Bohner, a self-taught design aficionado who oversaw the decor, describes it as "elegant and intimate," and rich in historical ambience.

"Our five guest rooms are uniquely furnished with authentic antiques from antique and vintage shops and family heirlooms," she says. "We wanted to reflect the original architectural style of a home built in the 18th century."

Thanks to sparkling guest reviews, the property was recently chosen by TripAdvisor as one of the top 10 bed-and-breakfasts in the United States.

In guest suites, many of the beds are four-posters in rich woods draped in duvets and accented with coverlets and bolster pillows. Chairs are covered in velvet, and some rooms have soaking tubs or a balcony.

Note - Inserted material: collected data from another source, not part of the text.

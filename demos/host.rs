//! Runs the game on a desktop terminal.
//!
//! Commands are read from stdin, one JSON object per line, and status records
//! are written to stdout the same way. Light changes go to stderr.
//!
//! ```text
//! cargo run --example host --features std,serde
//! {"action":"start"}
//! {"action":"input","value":"red"}
//! ```

use std::io::{self, BufRead};
use std::sync::mpsc::{self, TryRecvError};
use std::thread;
use std::time::{Duration, Instant};

use simon_kernel::{
    CommandMessage, Controller, Game, Light, LightBoard, RandomColors, TimeDuration, TimeInstant,
    TimeSource,
};

/// Main loop period
const POLL_INTERVAL: Duration = Duration::from_millis(5);

#[derive(Debug, Clone, Copy, PartialEq)]
struct HostDuration(Duration);

impl TimeDuration for HostDuration {
    fn as_millis(&self) -> u64 {
        self.0.as_millis() as u64
    }
}

#[derive(Debug, Clone, Copy)]
struct HostInstant(Instant);

impl TimeInstant for HostInstant {
    type Duration = HostDuration;

    fn duration_since(&self, earlier: Self) -> HostDuration {
        HostDuration(self.0.saturating_duration_since(earlier.0))
    }
}

struct HostClock;

impl TimeSource<HostInstant> for HostClock {
    fn now(&self) -> HostInstant {
        HostInstant(Instant::now())
    }
}

/// Prints every switch of one output line.
struct ConsoleLight {
    name: &'static str,
}

impl Light for ConsoleLight {
    fn set(&mut self, on: bool) {
        eprintln!("  {:<6} {}", self.name, if on { "ON" } else { "off" });
    }
}

fn spawn_stdin_reader() -> mpsc::Receiver<String> {
    let (tx, rx) = mpsc::channel();
    thread::spawn(move || {
        for line in io::stdin().lock().lines() {
            let Ok(line) = line else { break };
            if tx.send(line).is_err() {
                break;
            }
        }
    });
    rx
}

fn main() -> Result<(), Box<dyn std::error::Error>> {
    let lights = LightBoard::from_named(
        ["red", "green", "blue", "yellow"].map(|name| (name, ConsoleLight { name })),
    )?;
    let clock = HostClock;
    let mut controller = Controller::new(Game::<_>::new(RandomColors::from_os_rng()), lights, &clock);

    let commands = spawn_stdin_reader();
    eprintln!("Ready. Send {{\"action\":\"start\"}} to play, Ctrl-D to quit.");

    loop {
        match commands.try_recv() {
            Ok(line) if line.trim().is_empty() => {}
            Ok(line) => match serde_json::from_str::<CommandMessage>(&line) {
                Ok(message) => controller.handle_message(&message),
                Err(err) => eprintln!("bad command: {err}"),
            },
            Err(TryRecvError::Empty) => {}
            Err(TryRecvError::Disconnected) => break,
        }

        controller.poll();

        while let Some(status) = controller.next_status() {
            println!("{}", serde_json::to_string(&status)?);
        }

        thread::sleep(POLL_INTERVAL);
    }

    Ok(())
}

Each suite has its own name, adding to the charm.

Austin, the Baltimore interior designer, says that to create a romantic room, one must "understand and acknowledge that beauty exists everywhere." She also points out that it's not just couples who want to be pampered by an enchanting, tranquil space.

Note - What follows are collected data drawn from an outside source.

//! Orchestration of game, animations and status notifications.
//!
//! Provides [`Controller`], the single owner of all runtime state. The
//! firmware's main loop calls [`Controller::poll`] on every iteration and the
//! transport calls [`Controller::handle_message`] whenever a command arrives.
//! Status records queue up in a small outbox that the transport drains with
//! [`Controller::next_status`].

use crate::animation::{AnimationEvent, AnimationKind, Animator};
use crate::color::ColorSource;
use crate::command::{Command, CommandMessage};
use crate::game::{DEFAULT_CAPACITY, Game, GameState, Verdict};
use crate::lights::{Light, LightBoard};
use crate::status::Status;
use crate::time::{TimeInstant, TimeSource};
use heapless::Deque;

/// How long a finished game is shown before returning to idle, in milliseconds.
pub const GAME_OVER_TIMEOUT_MS: u64 = 3000;

/// Number of status records held for the transport.
pub const OUTBOX_CAPACITY: usize = 8;

/// Runs a Simon game on four output lines.
///
/// Commands arriving while an animation plays are dropped, not queued.
///
/// # Type Parameters
/// * `'t` - Lifetime of the time source reference
/// * `I` - Time instant type
/// * `T` - Time source implementation type
/// * `L` - Output line type
/// * `C` - Source of new sequence colors
/// * `N` - Maximum sequence length
pub struct Controller<'t, I, T, L, C, const N: usize = DEFAULT_CAPACITY>
where
    I: TimeInstant,
    T: TimeSource<I>,
    L: Light,
    C: ColorSource,
{
    game: Game<C, N>,
    animator: Animator<I, L>,
    time_source: &'t T,
    last_published: Option<GameState>,
    game_over_since: Option<I>,
    outbox: Deque<Status, OUTBOX_CAPACITY>,
}

impl<'t, I, T, L, C, const N: usize> Controller<'t, I, T, L, C, N>
where
    I: TimeInstant,
    T: TimeSource<I>,
    L: Light,
    C: ColorSource,
{
    /// Creates a controller. Nothing is published until the first poll.
    pub fn new(game: Game<C, N>, lights: LightBoard<L>, time_source: &'t T) -> Self {
        Self {
            game,
            animator: Animator::new(lights),
            time_source,
            last_published: None,
            game_over_since: None,
            outbox: Deque::new(),
        }
    }

    /// Runs one control-loop iteration.
    ///
    /// Publishes a status if the game state changed since the last one,
    /// handles the game-over timeout, then advances the running animation.
    /// Never blocks.
    pub fn poll(&mut self) {
        let now = self.time_source.now();
        self.sync_game(now);
        self.service_animation(now);
    }

    /// Handles a command message from the transport.
    ///
    /// Messages without a recognized command are ignored.
    pub fn handle_message(&mut self, message: &CommandMessage<'_>) {
        match Command::parse(message) {
            Some(command) => self.handle_command(command),
            None => trace!("ignoring message without a command"),
        }
    }

    /// Handles a parsed command.
    ///
    /// Dropped while an animation plays. `Start` is only honored when idle
    /// and `Input` only while playing.
    pub fn handle_command(&mut self, command: Command) {
        if !self.animator.is_idle() {
            debug!("animation running, dropping {}", command);
            return;
        }

        let now = self.time_source.now();
        match (command, self.game.state()) {
            (Command::Start, GameState::Idle) => {
                self.game.start_game();
                info!("game started");
                self.begin_sequence(now);
            }
            (Command::Input(answer), GameState::Playing) => {
                let verdict = match answer {
                    Some(color) => self.game.validate(color),
                    None => self.game.reject(),
                };
                debug!("answer {} -> {}", answer, verdict);
                self.apply_verdict(verdict, now);
            }
            (command, state) => {
                trace!("ignoring {} in state {}", command, state);
            }
        }
    }

    fn apply_verdict(&mut self, verdict: Verdict, now: I) {
        match verdict {
            Verdict::Correct => {}
            Verdict::RoundComplete => match self.game.next_round().map(|sequence| sequence.len()) {
                Ok(round) => {
                    info!("round {} complete", round - 1);
                    self.animator.start_win_then_sequence(now);
                    // Covers the flourish as well as the playback.
                    self.push_status(Status::displaying_pattern());
                }
                Err(err) => {
                    // The round stays complete; the next answer ends the game.
                    warn!("{}", err);
                    self.animator.start_win(now);
                }
            },
            Verdict::Wrong => {
                info!("game over with score {}", self.game.score());
                self.animator.start_lose(now);
            }
        }
    }

    fn begin_sequence(&mut self, now: I) {
        self.animator.start_sequence(now);
        self.push_status(Status::displaying_pattern());
    }

    fn sync_game(&mut self, now: I) {
        let state = self.game.state();

        if self.last_published != Some(state) {
            self.publish_status();
        }

        if state != GameState::GameOver {
            self.game_over_since = None;
            return;
        }

        let since = *self.game_over_since.get_or_insert(now);
        if now.elapsed_beyond(since, GAME_OVER_TIMEOUT_MS) {
            info!("game over timeout, back to idle");
            self.game.reset_to_idle();
            self.game_over_since = None;
        }
    }

    fn service_animation(&mut self, now: I) {
        if let Some(AnimationEvent::SequenceFinished) =
            self.animator.service(now, self.game.sequence())
        {
            self.publish_status();
        }
    }

    /// Queues the current game status and records it as published.
    ///
    /// Call this after the transport (re)connects so a fresh observer learns
    /// the current state.
    pub fn publish_status(&mut self) {
        let state = self.game.state();
        self.push_status(Status::game(state, self.game.score()));
        self.last_published = Some(state);
    }

    fn push_status(&mut self, status: Status) {
        info!("status {}", status);
        if self.outbox.is_full() {
            // Keep the newest records when the transport falls behind.
            let _ = self.outbox.pop_front();
        }
        let _ = self.outbox.push_back(status);
    }

    /// Takes the oldest queued status record.
    pub fn next_status(&mut self) -> Option<Status> {
        self.outbox.pop_front()
    }

    /// Returns the number of queued status records.
    pub fn pending_statuses(&self) -> usize {
        self.outbox.len()
    }

    /// Returns the game.
    pub fn game(&self) -> &Game<C, N> {
        &self.game
    }

    /// Returns which animation is playing.
    pub fn animation(&self) -> AnimationKind {
        self.animator.kind()
    }

    /// Returns the animator.
    pub fn animator(&self) -> &Animator<I, L> {
        &self.animator
    }

    /// Returns the light board.
    pub fn lights(&self) -> &LightBoard<L> {
        self.animator.lights()
    }

    /// Returns the game state most recently published.
    pub fn last_published(&self) -> Option<GameState> {
        self.last_published
    }
}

"For one of my clients, a busy [doctor], we wanted to reflect feminine softness and refined splendor with a soothing palate of creams, taupes, soft pinks, and hints of gold and platinum."

A 19th-century West Anatolia rug was placed over newly whitewashed hardwood floors. Venetian mirrors and glass lamps added a touch of glamour. In a sitting area, the designer used an intricate mother-of-pearl inlay table between two caned-linen-covered chairs. A sumptuous tufted fabric ottoman and a chandelier with beaded strands completed the look.

"Her poster bed is draped in folds of creamy silk fabric with a soft raspberry interlining that warmly complements the handcrafted jeweled and beaded pillows," Austin says.

To duplicate that romantic aura in your bedroom, for instance, retailers such and Pottery Barn, Macy's and others offer hotel-inspired lines. They range from high-thread-count sheets and sateen bedding to lighting and shiny trays perfect for serving breakfast in bed.

Austin says decorating one's space in the romantic spirit of a favorite hotel doesn't have to cost a mint.

"Money does not equate class, beauty or exceptional design," she says. "A house is bought … a home is made."

Tips for hotel-style at home

Don't scrimp on bedding. The better hotels have crisp cotton sheets, thick duvets, plus lots and lots of plump pillows and shams.

Make a statement. Use contemporary or antique furnishings that make a statement, and accessories to offset them with style.

Incorporate art. Paintings and sculpture enliven a room.

Don't forget the bathroom. Deck out the room with fluffy towels, pretty light fixtures and spa-like features, such as a soaking tub or rain showerhead, to help bring tranquility into the home.

Window treatments are key. A variety of window fashions are available that allow you to regulate light in rooms to create different moods, enhance views or add privacy. They also come in a variety of fabrics and colors.